17-07-2012, 01:32 PM
Broadly this looks ok and certainly you have got the answers to be different from each other this time which is good!
Hopefully drawing the graphs have strengthened your understanding.
The manner in which you have calculated t2 however does basically say:
a) the distance over which the train is given warning to brake is 2400m [TRUE]
b) the driver knows they only need 500m to come to a stand at their maximum service braking rate [TRUE]
c) therefore the driver will not act upon the cautionary aspects and will carry on at the norma speed regardless until the very lst instant when they will apply the brakes and come to a stand at the signal [NOT TRUE].
In reality drivers will always be more cautious than that and nowadays they are tauht that they must brake at cautionary aspects, significantly reduce speed, then coast buntil they get closer to their stopping place and then brake again but not at their maximum rate so that they have "something in hand" so as to be certain that even in poor conditions that they will indeed be able to stop by the required place.

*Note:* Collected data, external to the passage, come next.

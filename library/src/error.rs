use serde::Serialize;
use thiserror::Error;

use crate::model::node::NodeId;

/// Failure raised while executing a single node.
///
/// `Source` is the intentional, data-level failure (bad input, a deliberate
/// assertion). It travels through pulling nodes unchanged. `Failure` is any
/// other problem inside executor code; the context wraps it into a `Source`
/// naming the node that raised it.
#[derive(Error, Debug, Clone, PartialEq, Eq, Serialize)]
#[serde(tag = "kind", content = "message", rename_all = "snake_case")]
pub enum ExecError {
    #[error("{0}")]
    Source(String),
    #[error("{0}")]
    Failure(String),
}

impl ExecError {
    pub fn source(message: impl Into<String>) -> Self {
        ExecError::Source(message.into())
    }

    pub fn failure(message: impl Into<String>) -> Self {
        ExecError::Failure(message.into())
    }

    pub fn is_source(&self) -> bool {
        matches!(self, ExecError::Source(_))
    }

    pub fn message(&self) -> &str {
        match self {
            ExecError::Source(message) | ExecError::Failure(message) => message,
        }
    }
}

#[derive(Error, Debug)]
pub enum EvalError {
    #[error("Malformed graph: {0}")]
    MalformedGraph(String),
    #[error("Evaluation conflict: {0}")]
    Busy(String),
    #[error("Graph is read-only while an evaluation is running")]
    ReadOnly,
    #[error("Node not found: {0}")]
    NodeNotFound(NodeId),
    #[error("Unknown node type: {0}")]
    UnknownNodeType(String),
    #[error("Invalid argument: {0}")]
    InvalidArgument(String),
    #[error("Cannot pop the base evaluation frame")]
    FrameUnderflow,
    #[error("Execution error: {0}")]
    Execution(#[from] ExecError),
}

impl EvalError {
    pub fn malformed(message: impl Into<String>) -> Self {
        EvalError::MalformedGraph(message.into())
    }

    pub fn busy(message: impl Into<String>) -> Self {
        EvalError::Busy(message.into())
    }

    pub fn invalid(message: impl Into<String>) -> Self {
        EvalError::InvalidArgument(message.into())
    }
}

impl From<EvalError> for ExecError {
    fn from(err: EvalError) -> Self {
        match err {
            EvalError::Execution(inner) => inner,
            other => ExecError::Failure(other.to_string()),
        }
    }
}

The easiest way to make some approximation to this braking profile is to say instead:
a) the distance over which the train is given warning to brake is 2400m [TRUE]
b) the driver knows they only need 500m to come to a stand at their maximum service braking rate [TRUE],
c) the driver will utilise all the 2400m to stop by selecting a lower average braking rate than their train would be capable and hence have a more gentle reduction in speed (and is defensive in that this technique places lower reliance on friction between wheel and rail so less liable to slide in poor adhesion conditions, also if the driver has misjudged his position slightly or weight of the train and runs the risk of not being able to stop in time, can always select a higher brake rate and thus recover the situation- if they left braking to what they judged the last possibloe instant but had misjudged then they would have no escape and they would SPAD!)
Therefore you can calculate the time taken (t1+t2) by saying that d =2400, a= unknown, v=22.35m/s and u=0.
Another small thing is that t6 is actually the ADDITIONAL time after having cleared the overlap in order to regain full speed. Actually you didn't need to calculate t5 and t6 separately (as you'll see you actually deducted the value for t5 when calculating t6 but then add t5 to t6 in your end equation!). Also what you calculated isn't quite the stopping headway- you have calculated the time taken for a train to travel the distance commencing at the sighting point of the relevant signal approaching the station stop until regaining normal speed afterwards. What you need to do is compare this to the time the train would have taken to trravel the same distance if it had not been stopping to calculate how much EXTRA time is needed.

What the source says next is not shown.